------ DATA FOR PROCESSING

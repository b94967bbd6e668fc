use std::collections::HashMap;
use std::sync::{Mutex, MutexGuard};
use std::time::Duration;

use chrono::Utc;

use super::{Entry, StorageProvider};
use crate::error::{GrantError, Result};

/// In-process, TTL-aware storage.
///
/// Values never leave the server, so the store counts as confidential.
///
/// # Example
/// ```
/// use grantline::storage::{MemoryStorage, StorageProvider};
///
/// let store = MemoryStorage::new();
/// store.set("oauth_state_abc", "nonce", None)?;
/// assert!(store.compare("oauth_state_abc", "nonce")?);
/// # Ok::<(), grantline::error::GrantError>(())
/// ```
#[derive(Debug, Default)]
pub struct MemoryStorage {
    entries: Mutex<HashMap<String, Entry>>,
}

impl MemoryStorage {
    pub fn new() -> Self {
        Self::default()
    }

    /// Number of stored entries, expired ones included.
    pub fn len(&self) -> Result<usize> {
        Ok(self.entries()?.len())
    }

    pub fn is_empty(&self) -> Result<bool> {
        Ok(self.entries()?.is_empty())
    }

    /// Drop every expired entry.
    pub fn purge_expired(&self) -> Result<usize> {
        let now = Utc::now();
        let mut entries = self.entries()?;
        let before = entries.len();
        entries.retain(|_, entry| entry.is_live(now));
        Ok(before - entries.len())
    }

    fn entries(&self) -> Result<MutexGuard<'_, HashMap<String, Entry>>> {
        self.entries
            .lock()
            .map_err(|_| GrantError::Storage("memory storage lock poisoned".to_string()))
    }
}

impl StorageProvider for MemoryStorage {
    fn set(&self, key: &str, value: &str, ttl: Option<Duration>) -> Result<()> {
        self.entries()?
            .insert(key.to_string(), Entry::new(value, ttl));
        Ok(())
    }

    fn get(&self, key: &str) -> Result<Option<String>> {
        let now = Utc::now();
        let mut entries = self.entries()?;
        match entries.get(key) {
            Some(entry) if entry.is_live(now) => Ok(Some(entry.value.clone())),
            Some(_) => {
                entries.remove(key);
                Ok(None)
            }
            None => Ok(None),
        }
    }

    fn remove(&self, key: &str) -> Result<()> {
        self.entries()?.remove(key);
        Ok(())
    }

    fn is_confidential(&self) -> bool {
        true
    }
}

------------

**REQUIREMENT:**
Every line above from the line with "use std::time::Duration;" to the line with "impl StorageProvider for", inclusive, must be returned exactly; no other line belongs in the reply.

**ANSWER TO THIS EXERCISE:**
use std::time::Duration;

use chrono::Utc;

use super::{Entry, StorageProvider};
use crate::error::{GrantError, Result};

/// In-process, TTL-aware storage.
///
/// Values never leave the server, so the store counts as confidential.
///
/// # Example
/// ```
/// use grantline::storage::{MemoryStorage, StorageProvider};
///
/// let store = MemoryStorage::new();
/// store.set("oauth_state_abc", "nonce", None)?;
/// assert!(store.compare("oauth_state_abc", "nonce")?);
/// # Ok::<(), grantline::error::GrantError>(())
/// ```
#[derive(Debug, Default)]
pub struct MemoryStorage {
    entries: Mutex<HashMap<String, Entry>>,
}

impl MemoryStorage {
    pub fn new() -> Self {
        Self::default()
    }

    /// Number of stored entries, expired ones included.
    pub fn len(&self) -> Result<usize> {
        Ok(self.entries()?.len())
    }

    pub fn is_empty(&self) -> Result<bool> {
        Ok(self.entries()?.is_empty())
    }

    /// Drop every expired entry.
    pub fn purge_expired(&self) -> Result<usize> {
        let now = Utc::now();
        let mut entries = self.entries()?;
        let before = entries.len();
        entries.retain(|_, entry| entry.is_live(now));
        Ok(before - entries.len())
    }

    fn entries(&self) -> Result<MutexGuard<'_, HashMap<String, Entry>>> {
        self.entries
            .lock()
            .map_err(|_| GrantError::Storage("memory storage lock poisoned".to_string()))
    }
}

impl StorageProvider for MemoryStorage {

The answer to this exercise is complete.